╭─ EXTRACTED DATA

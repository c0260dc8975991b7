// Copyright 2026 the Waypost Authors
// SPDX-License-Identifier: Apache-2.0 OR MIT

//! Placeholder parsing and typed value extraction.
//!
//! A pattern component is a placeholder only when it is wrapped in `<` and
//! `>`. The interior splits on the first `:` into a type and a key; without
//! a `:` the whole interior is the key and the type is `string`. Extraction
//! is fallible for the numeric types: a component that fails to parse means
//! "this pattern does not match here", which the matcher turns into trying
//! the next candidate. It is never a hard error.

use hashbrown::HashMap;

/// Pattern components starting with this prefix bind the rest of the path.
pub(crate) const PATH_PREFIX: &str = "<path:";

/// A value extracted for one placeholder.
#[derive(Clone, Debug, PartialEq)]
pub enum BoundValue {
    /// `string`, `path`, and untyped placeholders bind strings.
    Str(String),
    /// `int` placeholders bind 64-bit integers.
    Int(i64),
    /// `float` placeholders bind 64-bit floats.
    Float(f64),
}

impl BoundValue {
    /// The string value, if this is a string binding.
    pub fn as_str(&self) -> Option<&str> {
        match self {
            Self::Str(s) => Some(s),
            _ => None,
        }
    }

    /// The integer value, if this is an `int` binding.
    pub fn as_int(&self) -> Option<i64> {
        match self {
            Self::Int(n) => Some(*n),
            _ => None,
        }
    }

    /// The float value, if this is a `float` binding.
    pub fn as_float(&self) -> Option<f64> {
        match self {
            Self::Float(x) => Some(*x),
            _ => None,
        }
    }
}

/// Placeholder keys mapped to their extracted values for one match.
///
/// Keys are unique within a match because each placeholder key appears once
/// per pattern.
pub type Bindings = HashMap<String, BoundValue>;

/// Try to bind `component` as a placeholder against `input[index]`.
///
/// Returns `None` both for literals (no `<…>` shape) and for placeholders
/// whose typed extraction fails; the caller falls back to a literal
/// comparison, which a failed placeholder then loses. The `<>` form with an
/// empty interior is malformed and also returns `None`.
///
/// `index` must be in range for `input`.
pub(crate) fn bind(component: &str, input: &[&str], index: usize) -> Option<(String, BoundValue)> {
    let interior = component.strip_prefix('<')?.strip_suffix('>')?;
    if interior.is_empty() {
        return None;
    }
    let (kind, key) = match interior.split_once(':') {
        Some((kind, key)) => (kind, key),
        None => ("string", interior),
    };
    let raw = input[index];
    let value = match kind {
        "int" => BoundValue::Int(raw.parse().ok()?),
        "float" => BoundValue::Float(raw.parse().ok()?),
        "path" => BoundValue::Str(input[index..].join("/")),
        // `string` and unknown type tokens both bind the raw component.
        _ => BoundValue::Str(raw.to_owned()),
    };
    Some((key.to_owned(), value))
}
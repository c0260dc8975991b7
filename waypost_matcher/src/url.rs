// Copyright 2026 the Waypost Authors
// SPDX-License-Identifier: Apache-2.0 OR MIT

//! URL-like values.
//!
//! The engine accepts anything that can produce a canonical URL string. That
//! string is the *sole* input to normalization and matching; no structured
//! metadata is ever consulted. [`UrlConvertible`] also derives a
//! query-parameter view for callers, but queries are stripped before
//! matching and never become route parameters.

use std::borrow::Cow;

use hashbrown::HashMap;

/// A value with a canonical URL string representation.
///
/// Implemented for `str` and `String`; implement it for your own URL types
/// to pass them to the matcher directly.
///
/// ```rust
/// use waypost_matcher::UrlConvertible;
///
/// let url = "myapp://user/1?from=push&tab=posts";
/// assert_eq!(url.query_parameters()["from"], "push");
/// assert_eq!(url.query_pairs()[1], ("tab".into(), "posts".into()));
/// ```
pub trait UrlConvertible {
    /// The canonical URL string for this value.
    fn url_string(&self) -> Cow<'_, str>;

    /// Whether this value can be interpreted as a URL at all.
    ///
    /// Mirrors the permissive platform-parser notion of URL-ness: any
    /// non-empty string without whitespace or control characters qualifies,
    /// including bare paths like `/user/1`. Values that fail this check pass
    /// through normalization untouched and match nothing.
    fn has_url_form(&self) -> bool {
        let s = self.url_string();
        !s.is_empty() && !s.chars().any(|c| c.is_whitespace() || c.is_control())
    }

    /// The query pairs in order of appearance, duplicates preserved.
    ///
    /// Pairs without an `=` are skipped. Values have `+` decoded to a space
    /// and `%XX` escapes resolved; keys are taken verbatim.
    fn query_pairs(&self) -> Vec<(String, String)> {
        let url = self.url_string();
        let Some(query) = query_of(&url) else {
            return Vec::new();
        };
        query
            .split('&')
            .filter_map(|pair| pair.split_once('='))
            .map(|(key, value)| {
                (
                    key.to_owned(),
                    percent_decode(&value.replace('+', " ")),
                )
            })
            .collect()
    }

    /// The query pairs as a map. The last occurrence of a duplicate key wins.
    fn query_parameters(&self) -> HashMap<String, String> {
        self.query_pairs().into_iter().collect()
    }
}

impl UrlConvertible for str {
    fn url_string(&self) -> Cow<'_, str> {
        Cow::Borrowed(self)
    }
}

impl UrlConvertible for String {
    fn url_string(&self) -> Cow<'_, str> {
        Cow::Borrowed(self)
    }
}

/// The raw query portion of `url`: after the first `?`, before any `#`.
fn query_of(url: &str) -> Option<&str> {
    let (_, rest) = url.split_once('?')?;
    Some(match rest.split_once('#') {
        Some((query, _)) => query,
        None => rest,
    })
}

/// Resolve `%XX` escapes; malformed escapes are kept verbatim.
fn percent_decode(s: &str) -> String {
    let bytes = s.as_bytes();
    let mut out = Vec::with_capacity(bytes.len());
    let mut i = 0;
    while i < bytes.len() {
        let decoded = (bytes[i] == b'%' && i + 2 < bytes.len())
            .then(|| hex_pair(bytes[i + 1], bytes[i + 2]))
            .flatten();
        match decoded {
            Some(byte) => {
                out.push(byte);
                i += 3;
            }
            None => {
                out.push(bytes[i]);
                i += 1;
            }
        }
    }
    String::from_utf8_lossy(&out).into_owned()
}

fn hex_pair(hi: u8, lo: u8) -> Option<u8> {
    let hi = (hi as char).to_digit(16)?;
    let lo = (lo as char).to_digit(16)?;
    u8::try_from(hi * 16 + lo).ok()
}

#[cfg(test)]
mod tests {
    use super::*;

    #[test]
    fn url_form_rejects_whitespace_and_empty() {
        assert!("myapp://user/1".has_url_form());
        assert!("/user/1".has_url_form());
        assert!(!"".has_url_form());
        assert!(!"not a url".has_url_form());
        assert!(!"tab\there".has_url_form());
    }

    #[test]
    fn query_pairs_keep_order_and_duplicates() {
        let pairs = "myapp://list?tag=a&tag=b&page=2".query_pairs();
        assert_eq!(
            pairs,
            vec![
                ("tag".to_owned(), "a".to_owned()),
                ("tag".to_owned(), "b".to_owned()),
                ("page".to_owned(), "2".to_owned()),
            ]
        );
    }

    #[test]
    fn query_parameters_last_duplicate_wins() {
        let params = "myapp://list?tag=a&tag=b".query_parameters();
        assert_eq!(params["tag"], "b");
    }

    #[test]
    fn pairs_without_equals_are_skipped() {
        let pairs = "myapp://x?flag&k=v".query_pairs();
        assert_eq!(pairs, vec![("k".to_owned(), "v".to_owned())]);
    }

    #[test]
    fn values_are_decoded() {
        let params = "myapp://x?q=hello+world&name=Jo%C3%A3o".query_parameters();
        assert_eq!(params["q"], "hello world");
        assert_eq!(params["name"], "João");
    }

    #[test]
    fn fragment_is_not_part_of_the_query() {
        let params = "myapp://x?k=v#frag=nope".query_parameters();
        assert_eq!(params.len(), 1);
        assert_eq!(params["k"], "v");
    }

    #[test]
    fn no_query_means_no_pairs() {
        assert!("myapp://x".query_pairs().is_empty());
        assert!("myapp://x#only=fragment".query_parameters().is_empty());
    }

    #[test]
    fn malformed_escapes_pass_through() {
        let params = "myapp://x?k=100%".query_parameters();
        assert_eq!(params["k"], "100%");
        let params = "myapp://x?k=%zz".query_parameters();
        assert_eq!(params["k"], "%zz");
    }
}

╰─

■ **WHAT NEEDS TO BE DONE**
Keeping every character as it is, restate the lines above that run from the line with "the matcher directly." through the line with "non-empty string without", both included, and nothing else.

■ **TASK RESPONSE**
/// to pass them to the matcher directly.
///
/// ```rust
/// use waypost_matcher::UrlConvertible;
///
/// let url = "myapp://user/1?from=push&tab=posts";
/// assert_eq!(url.query_parameters()["from"], "push");
/// assert_eq!(url.query_pairs()[1], ("tab".into(), "posts".into()));
/// ```
pub trait UrlConvertible {
    /// The canonical URL string for this value.
    fn url_string(&self) -> Cow<'_, str>;

    /// Whether this value can be interpreted as a URL at all.
    ///
    /// Mirrors the permissive platform-parser notion of URL-ness: any
    /// non-empty string without whitespace or control characters qualifies,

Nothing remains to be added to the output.